▶ _Listed records_:

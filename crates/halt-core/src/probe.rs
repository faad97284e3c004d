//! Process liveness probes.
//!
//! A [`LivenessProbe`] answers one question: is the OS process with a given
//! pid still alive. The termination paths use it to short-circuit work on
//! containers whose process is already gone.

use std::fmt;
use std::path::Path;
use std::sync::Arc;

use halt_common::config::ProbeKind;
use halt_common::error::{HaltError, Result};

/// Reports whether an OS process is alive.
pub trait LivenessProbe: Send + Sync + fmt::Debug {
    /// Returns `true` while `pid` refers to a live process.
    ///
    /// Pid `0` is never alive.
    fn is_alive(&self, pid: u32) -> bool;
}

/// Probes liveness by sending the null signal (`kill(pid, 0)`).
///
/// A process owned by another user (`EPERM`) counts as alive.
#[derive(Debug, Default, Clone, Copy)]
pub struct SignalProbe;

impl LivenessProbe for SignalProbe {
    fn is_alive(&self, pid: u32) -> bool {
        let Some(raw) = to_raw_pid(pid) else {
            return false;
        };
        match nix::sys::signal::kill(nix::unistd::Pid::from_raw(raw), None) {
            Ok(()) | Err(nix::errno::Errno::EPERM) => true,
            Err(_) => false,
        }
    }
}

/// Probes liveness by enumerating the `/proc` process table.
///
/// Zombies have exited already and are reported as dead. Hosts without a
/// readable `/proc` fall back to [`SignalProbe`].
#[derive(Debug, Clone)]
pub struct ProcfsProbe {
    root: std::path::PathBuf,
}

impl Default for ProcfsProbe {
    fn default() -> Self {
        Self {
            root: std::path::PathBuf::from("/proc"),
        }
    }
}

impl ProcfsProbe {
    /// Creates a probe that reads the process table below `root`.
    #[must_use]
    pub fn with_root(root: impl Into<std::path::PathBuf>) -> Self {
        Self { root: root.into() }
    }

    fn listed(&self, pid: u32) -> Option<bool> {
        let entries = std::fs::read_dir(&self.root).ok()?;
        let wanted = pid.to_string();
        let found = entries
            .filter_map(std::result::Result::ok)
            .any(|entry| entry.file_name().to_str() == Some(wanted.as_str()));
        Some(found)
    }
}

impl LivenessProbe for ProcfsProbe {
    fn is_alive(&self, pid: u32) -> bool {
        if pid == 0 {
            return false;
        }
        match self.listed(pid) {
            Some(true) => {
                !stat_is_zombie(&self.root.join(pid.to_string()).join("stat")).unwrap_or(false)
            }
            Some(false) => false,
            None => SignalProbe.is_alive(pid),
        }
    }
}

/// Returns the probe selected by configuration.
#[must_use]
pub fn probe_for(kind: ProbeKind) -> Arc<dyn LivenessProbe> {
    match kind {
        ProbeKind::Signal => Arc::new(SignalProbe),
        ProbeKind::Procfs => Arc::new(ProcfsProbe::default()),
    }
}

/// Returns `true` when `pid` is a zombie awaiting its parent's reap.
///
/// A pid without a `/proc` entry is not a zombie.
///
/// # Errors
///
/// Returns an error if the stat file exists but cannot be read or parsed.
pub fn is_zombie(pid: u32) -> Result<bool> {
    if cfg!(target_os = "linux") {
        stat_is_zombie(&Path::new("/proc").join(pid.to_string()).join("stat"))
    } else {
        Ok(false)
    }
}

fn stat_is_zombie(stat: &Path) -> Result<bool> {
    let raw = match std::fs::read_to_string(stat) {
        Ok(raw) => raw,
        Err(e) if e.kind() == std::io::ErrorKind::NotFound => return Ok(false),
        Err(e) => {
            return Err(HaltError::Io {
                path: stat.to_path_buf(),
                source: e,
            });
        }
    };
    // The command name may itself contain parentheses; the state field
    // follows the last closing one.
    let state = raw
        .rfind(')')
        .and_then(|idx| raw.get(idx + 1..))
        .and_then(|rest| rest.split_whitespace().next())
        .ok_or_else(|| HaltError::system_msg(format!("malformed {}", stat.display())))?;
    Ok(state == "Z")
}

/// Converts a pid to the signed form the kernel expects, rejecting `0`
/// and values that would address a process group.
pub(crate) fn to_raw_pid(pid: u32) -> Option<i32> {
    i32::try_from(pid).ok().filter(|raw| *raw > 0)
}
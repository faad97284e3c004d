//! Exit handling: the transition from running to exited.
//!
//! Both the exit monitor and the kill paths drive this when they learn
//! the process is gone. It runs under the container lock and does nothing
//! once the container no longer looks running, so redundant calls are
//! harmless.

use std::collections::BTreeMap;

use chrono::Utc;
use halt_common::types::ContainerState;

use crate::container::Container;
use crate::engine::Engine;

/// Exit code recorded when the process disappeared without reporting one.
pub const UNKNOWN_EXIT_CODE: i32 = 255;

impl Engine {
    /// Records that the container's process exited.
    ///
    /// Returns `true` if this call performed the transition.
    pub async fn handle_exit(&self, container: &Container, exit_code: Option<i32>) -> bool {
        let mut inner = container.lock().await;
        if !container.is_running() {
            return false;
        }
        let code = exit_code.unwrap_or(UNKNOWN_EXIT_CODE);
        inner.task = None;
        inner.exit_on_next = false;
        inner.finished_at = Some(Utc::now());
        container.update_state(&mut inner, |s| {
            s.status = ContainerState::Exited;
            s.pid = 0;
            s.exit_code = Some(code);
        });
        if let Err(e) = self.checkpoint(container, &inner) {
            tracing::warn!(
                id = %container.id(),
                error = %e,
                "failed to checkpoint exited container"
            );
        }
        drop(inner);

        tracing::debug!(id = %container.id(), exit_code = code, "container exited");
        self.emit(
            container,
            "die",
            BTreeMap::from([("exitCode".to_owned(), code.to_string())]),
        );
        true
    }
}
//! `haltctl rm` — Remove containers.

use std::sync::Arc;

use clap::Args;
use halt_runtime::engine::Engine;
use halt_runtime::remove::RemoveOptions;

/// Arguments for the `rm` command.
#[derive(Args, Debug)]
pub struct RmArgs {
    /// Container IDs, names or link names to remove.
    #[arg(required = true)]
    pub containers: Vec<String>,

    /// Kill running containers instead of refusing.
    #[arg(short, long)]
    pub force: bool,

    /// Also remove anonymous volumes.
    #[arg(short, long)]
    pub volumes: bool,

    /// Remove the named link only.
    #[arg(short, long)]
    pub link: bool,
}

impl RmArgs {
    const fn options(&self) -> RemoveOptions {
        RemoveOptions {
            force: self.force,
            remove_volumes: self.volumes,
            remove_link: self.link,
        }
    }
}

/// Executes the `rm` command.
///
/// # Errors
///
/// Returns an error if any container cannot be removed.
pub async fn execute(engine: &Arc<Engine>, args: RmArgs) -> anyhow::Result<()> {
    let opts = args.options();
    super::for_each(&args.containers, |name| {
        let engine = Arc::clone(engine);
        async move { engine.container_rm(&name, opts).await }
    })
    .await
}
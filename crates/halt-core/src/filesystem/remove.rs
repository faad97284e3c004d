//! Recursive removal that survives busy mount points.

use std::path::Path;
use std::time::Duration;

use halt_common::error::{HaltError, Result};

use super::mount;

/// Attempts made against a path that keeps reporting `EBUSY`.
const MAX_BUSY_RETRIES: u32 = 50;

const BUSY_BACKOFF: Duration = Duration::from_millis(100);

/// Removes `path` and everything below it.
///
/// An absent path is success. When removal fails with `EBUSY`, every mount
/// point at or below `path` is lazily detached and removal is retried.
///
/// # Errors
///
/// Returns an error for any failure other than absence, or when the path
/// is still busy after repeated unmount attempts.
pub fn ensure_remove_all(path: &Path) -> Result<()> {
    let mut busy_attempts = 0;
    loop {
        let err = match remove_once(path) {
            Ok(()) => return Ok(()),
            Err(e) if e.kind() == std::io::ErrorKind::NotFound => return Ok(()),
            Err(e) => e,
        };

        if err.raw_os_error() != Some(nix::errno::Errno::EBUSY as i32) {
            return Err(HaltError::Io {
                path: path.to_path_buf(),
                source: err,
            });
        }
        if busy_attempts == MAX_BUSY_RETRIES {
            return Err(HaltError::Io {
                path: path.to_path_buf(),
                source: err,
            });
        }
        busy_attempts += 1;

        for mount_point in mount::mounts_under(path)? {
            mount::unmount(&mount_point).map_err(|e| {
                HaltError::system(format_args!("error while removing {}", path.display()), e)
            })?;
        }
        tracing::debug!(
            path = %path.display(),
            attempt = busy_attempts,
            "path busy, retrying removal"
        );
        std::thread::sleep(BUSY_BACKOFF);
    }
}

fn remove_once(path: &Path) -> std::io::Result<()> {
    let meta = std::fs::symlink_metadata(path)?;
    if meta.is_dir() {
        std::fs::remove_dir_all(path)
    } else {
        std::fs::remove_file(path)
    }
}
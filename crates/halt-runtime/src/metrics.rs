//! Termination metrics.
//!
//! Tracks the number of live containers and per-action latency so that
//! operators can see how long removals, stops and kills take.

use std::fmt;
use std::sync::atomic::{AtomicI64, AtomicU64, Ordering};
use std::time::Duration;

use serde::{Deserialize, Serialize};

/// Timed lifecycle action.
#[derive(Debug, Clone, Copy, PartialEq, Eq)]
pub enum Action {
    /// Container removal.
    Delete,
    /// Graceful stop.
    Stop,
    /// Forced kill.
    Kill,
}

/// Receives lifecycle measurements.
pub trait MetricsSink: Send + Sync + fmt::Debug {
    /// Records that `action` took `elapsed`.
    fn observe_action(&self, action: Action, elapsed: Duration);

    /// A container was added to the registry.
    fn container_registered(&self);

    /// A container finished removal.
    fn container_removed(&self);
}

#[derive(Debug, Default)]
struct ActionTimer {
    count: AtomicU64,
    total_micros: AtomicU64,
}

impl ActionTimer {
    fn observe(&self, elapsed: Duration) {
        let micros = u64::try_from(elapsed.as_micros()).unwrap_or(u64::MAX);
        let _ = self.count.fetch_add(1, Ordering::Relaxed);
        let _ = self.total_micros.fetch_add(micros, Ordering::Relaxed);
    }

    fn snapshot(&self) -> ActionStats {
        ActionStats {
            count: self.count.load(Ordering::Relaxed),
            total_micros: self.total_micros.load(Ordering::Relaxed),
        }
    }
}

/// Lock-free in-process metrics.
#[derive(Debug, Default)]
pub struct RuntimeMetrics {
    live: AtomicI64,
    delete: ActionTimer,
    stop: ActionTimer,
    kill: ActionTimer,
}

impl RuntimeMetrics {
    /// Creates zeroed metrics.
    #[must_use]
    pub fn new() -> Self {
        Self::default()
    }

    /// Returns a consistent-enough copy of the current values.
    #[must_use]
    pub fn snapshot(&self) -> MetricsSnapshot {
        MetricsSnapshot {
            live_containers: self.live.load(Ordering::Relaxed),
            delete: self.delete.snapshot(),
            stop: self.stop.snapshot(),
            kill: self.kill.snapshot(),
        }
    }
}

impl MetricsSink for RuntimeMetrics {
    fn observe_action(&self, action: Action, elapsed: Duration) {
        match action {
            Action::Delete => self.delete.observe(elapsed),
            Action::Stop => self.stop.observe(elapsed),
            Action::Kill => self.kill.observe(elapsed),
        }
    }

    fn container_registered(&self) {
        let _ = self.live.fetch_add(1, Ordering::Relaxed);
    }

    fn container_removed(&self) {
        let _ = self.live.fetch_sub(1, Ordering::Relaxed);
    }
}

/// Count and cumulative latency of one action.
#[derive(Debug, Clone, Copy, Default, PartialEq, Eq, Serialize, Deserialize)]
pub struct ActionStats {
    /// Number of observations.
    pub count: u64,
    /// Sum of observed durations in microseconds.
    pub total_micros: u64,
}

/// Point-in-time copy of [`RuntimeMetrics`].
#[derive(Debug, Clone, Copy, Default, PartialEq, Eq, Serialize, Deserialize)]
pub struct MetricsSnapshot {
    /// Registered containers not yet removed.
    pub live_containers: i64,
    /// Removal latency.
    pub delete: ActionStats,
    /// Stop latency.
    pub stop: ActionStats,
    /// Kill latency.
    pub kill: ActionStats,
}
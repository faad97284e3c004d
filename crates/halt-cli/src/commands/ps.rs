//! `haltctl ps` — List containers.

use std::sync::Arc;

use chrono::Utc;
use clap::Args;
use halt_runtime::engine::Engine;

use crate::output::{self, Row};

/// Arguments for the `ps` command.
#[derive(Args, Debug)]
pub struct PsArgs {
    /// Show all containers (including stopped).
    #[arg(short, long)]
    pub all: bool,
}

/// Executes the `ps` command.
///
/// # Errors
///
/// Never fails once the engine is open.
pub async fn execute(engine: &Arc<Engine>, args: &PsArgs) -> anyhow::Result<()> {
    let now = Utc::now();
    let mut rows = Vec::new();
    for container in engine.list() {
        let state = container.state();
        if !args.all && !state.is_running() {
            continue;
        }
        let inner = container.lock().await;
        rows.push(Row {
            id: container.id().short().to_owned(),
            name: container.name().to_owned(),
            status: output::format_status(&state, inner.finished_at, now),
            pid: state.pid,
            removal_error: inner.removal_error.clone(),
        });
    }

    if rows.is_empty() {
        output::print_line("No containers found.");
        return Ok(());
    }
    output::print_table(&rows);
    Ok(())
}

▶ _What this task involves_:
Find how many lines in the entries above use the word "ActionStats". Write the number alone.

▶ _Written answer_:
6